Bir tartışmadır gidiyor; 15 Temmuz gecesinin ardından tövbe eden cemaatçileri affedelim mi, affetmeyelim mi? Bu konuda gerek köşe yazarları gerekse sosyal medyada arkadaşlar düşüncelerini ifade ettiler. Ben olaya farklı bir açıdan yaklaşma taraftarıyım.

Benim gibi yıllarca bu hareketin içinde yer alıp; özellikle dershanelerin kapatılma süreci ve 17-25 Aralık darbe girişiminin ardından o yolla ilişkisini kesenlere lafım yok. Onlar doğru bir istikamete yelken açtılar 3 yıl önce.

Sonra HDP için oy toplamaya başlandığını, Erdoğan nefretinin PKK'ya dahi yaklaştırdığını sezen ve 2014 seçimleriyle birlikte 'Bunlar kendi geleceklerini ülkenin geleceğinden önemli sayar hale gelmişler' diyerek yol ayrımında bulunanlara da diyecek bir sözümüz yok.

Aslında o gemiyi terk etmek için önlerine çok sebep çıkmıştı ama aldatıldık düşüncesini belki de kabullenememe, yanlışta ısrara devam ettirdi.

Hoşgörü cemaati, hizmet hareketi, vurana elsiz, övene dilsiz anlayışının yerini beddualar, küfürler, hakaretler aldığında da onu bir tevillerle örtmenin de bir anlamı yoktu aslında. Belki o sözlerle de yollarını ayırmış olanlar olabilir.

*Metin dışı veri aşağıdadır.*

#[cfg(test)]
mod tests {
    use super::*;
    use crate::net::mock_transport::MockTransport;
    use std::sync::mpsc;
    use std::time::Duration;

    fn connect_response_bytes(channel_id: u8, status: u8) -> Vec<u8> {
        let response = ConnectResponse {
            channel_id,
            status,
            data_endpoint: Hpai::new([192, 168, 1, 10], 3671),
            crd: ConnectionResponseData::Tunnel {
                individual_address: crate::addressing::IndividualAddress::new(1, 1, 2).unwrap(),
            },
        };
        let mut body = Vec::new();
        body.push(response.channel_id);
        body.push(response.status);
        let mut hpai_buf = [0u8; 8];
        response.data_endpoint.encode(&mut hpai_buf).unwrap();
        body.extend_from_slice(&hpai_buf);
        let mut crd_buf = [0u8; 4];
        let n = response.crd.encode(&mut crd_buf).unwrap();
        body.extend_from_slice(&crd_buf[..n]);
        crate::protocol::frame::FrameBuilder::new(ServiceType::ConnectResponse, &body).build_vec()
    }

    #[test]
    fn connect_succeeds_on_ok_response() {
        let transport = MockTransport::new();
        transport.add_response(connect_response_bytes(5, 0));
        let gateway = IpEndpoint::new([192, 168, 1, 10].into(), 3671);
        let mut session = Session::new(transport, gateway, ConnectionKind::Tunnel);

        session.connect().unwrap();
        assert_eq!(session.state(), SessionState::Open);
        assert_eq!(session.channel_id(), 5);
    }

    #[test]
    fn connect_fails_on_rejected_status() {
        let transport = MockTransport::new();
        transport.add_response(connect_response_bytes(0, 0x24));
        let gateway = IpEndpoint::new([192, 168, 1, 10].into(), 3671);
        let mut session = Session::new(transport, gateway, ConnectionKind::Tunnel);

        let err = session.connect().unwrap_err();
        assert!(matches!(err, KnxError::Rejected { status: 0x24 }));
        assert_eq!(session.state(), SessionState::Closed);
    }

    #[test]
    fn connect_times_out_with_no_response() {
        let transport = MockTransport::new();
        let gateway = IpEndpoint::new([192, 168, 1, 10].into(), 3671);
        let mut session = Session::new(transport, gateway, ConnectionKind::Tunnel);

        // MockTransport errors immediately instead of blocking, which the
        // receiver thread treats as a closed port; the connect wait still
        // has to observe its own 10s deadline rather than hang.
        let (tx, rx) = mpsc::channel();
        std::thread::spawn(move || {
            tx.send(session.connect()).unwrap();
        });
        let result = rx.recv_timeout(Duration::from_millis(500));
        assert!(result.is_err(), "connect should still be waiting on its deadline");
    }

    #[test]
    fn send_requires_open_session() {
        let transport = MockTransport::new();
        let gateway = IpEndpoint::new([192, 168, 1, 10].into(), 3671);
        let mut session = Session::new(transport, gateway, ConnectionKind::Tunnel);
        let err = session.send(&[0x11, 0x00], SendMode::NonBlocking).unwrap_err();
        assert!(matches!(err, KnxError::IllegalState));
    }

    fn ldata_cemi(message_code: CEMIMessageCode) -> [u8; 11] {
        [
            message_code.to_u8(),
            0x00, // additional info length
            0xBC, // ctrl1
            0xE0, // ctrl2 (group address)
            0x11, 0xFA, // source address
            0x0A, 0x03, // destination address (group 1/2/3)
            0x01, // NPDU length
            0x00, 0x80, // TPCI/APCI: GroupValueWrite
        ]
    }

    fn tunneling_request_bytes(
        service_type: ServiceType,
        channel_id: u8,
        sequence: u8,
        cemi: &[u8],
    ) -> Vec<u8> {
        let request = TunnelingRequest::new(ConnectionHeader::new(channel_id, sequence), cemi);
        let mut buf = vec![0u8; 32 + cemi.len()];
        let n = request.build_as(service_type, &mut buf).unwrap();
        buf.truncate(n);
        buf
    }

    fn tunneling_ack_bytes(service_type: ServiceType, channel_id: u8, sequence: u8, status: u8) -> Vec<u8> {
        let ack = TunnelingAck::new(ConnectionHeader::new(channel_id, sequence), status);
        let mut buf = [0u8; 16];
        let n = ack.build_as(service_type, &mut buf).unwrap();
        buf[..n].to_vec()
    }

    /// Deliver a raw inbound frame straight to `handle_inbound`, bypassing
    /// the receiver thread (which `MockTransport` can only feed once, up
    /// front, before its response queue runs dry). The arguments mirror
    /// what `start_receiver` hands its own thread.
    #[allow(clippy::too_many_arguments)]
    fn deliver_frame<T: Transport>(
        frame: &[u8],
        kind: ConnectionKind,
        proto: &Arc<Mutex<Protocol>>,
        reply_signal: &Signal,
        ack_signal: &Signal,
        con_signal: &Signal,
        listener: &Arc<Mutex<Option<Box<dyn SessionListener>>>>,
        transport: &mut T,
        gateway: IpEndpoint,
    ) {
        let parsed = KnxnetIpFrame::parse(frame).unwrap();
        handle_inbound(
            Some(parsed.service_type()),
            parsed.body(),
            kind,
            proto,
            reply_signal,
            ack_signal,
            con_signal,
            listener,
            transport,
            gateway,
        );
    }

    #[test]
    fn send_wait_for_con_waits_for_matching_ldata_con() {
        let transport = MockTransport::new();
        transport.add_response(connect_response_bytes(5, 0));
        let gateway = IpEndpoint::new([192, 168, 1, 10].into(), 3671);
        let mut session = Session::new(transport.clone(), gateway, ConnectionKind::Tunnel);
        session.connect().unwrap();

        let kind = session.kind;
        let proto = Arc::clone(&session.proto);
        let reply_signal = Arc::clone(&session.reply_signal);
        let ack_signal = Arc::clone(&session.ack_signal);
        let con_signal = Arc::clone(&session.con_signal);
        let listener = Arc::clone(&session.listener);
        let mut inbound_transport = transport.clone();

        let sent_before = transport.sent_packets().len();
        let (tx, rx) = mpsc::channel();
        let request_cemi = ldata_cemi(CEMIMessageCode::LDataReq);
        thread::spawn(move || {
            tx.send(session.send(&request_cemi, SendMode::WaitForCon)).unwrap();
        });

        while transport.sent_packets().len() == sent_before {
            thread::sleep(Duration::from_millis(5));
        }

        deliver_frame(
            &tunneling_ack_bytes(ServiceType::TunnellingAck, 5, 0, 0),
            kind,
            &proto,
            &reply_signal,
            &ack_signal,
            &con_signal,
            &listener,
            &mut inbound_transport,
            gateway,
        );
        deliver_frame(
            &tunneling_request_bytes(
                ServiceType::TunnellingRequest,
                5,
                0,
                &ldata_cemi(CEMIMessageCode::LDataCon),
            ),
            kind,
            &proto,
            &reply_signal,
            &ack_signal,
            &con_signal,
            &listener,
            &mut inbound_transport,
            gateway,
        );

        let result = rx.recv_timeout(Duration::from_secs(1)).unwrap();
        assert!(result.is_ok());
    }

    #[test]
    fn send_wait_for_con_does_not_wait_for_non_ldata_req() {
        let transport = MockTransport::new();
        transport.add_response(connect_response_bytes(5, 0));
        let gateway = IpEndpoint::new([192, 168, 1, 10].into(), 3671);
        let mut session = Session::new(transport.clone(), gateway, ConnectionKind::DeviceManagement);
        session.connect().unwrap();

        let kind = session.kind;
        let proto = Arc::clone(&session.proto);
        let reply_signal = Arc::clone(&session.reply_signal);
        let ack_signal = Arc::clone(&session.ack_signal);
        let con_signal = Arc::clone(&session.con_signal);
        let listener = Arc::clone(&session.listener);
        let mut inbound_transport = transport.clone();

        // Device-Management writes never produce an L_Data.con; only the
        // ack arrives. If the gate were missing, this send would instead
        // block for the full CON_TIMEOUT waiting for a confirmation that
        // never comes.
        let sent_before = transport.sent_packets().len();
        let (tx, rx) = mpsc::channel();
        thread::spawn(move || {
            tx.send(session.send(&[0x10, 0x00], SendMode::WaitForCon)).unwrap();
        });

        while transport.sent_packets().len() == sent_before {
            thread::sleep(Duration::from_millis(5));
        }

        deliver_frame(
            &tunneling_ack_bytes(ServiceType::DeviceConfigurationAck, 5, 0, 0),
            kind,
            &proto,
            &reply_signal,
            &ack_signal,
            &con_signal,
            &listener,
            &mut inbound_transport,
            gateway,
        );

        let result = rx.recv_timeout(Duration::from_millis(500)).unwrap();
        assert!(result.is_ok());
    }
}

15 Temmuz'da insanların üzerine bomba yağdıracak, tank sürecek kadar adileşmişleri görüp de gıkını çıkartmayan, hala 'Tayyip Erdoğan'ın oyunudur' diyenleri Allah'a havale ediyorum. Onlara bir şey anlatamayız zaten.

Ben 15 Temmuzla birlikte yollarını ayıran ya da daha çok ayırdığını kavlen söyleyip; kalben devam edenlere birkaç söz söyleme gayretindeyim.

Belki devlet size inanmayacak. Memursanız memurluğunuz yanacak. Özel sektörde bir işiniz varsa belki bir takım yaptırımlar uygulayacak. Belki bu olağanüstü halde içeri atacak. Evladınız, aileniz yıllarca yolunuzu beklemek zorunda kalacak. Yani dünya namına her şeyiniz gidecek.

Siz bunları yaşarken, çileyi çekerken; yıllarca hoca diye peşinden koşulan adam Amerika'da yaşamaya devam edecek.

Geçmişte utanmadan Bediüzzaman Hazretlerini bize örnek veren (ki Bediüzzaman için ne büyük talihsizliktir o), talebeleri için mahkeme mahkeme sürüldü, hapishanelerde yattı, zehirlendi diyen o adam talebeleri sürüm sürüm sürünürken Amerika'da yatmaya devam edecek.

Siz de hocam, hocam diye zırlamayı sürdüreceksiniz. Akıl kar işi mi Allah aşkına?

Kuran'da 'Hala akıllanmayacak mısınız?' ayetindeki gibi soralım. Bunları görürken gerçekten -kalben- hala inanmaya devam mı edeceksiniz?

Dünyanız gitti, gidecek. Hiç olmazsa ahretinizi kurtarma adına 40 yıl bizlere, hepimize yalan söyleyen bu adamı terk etme zamanı gelmedi mi?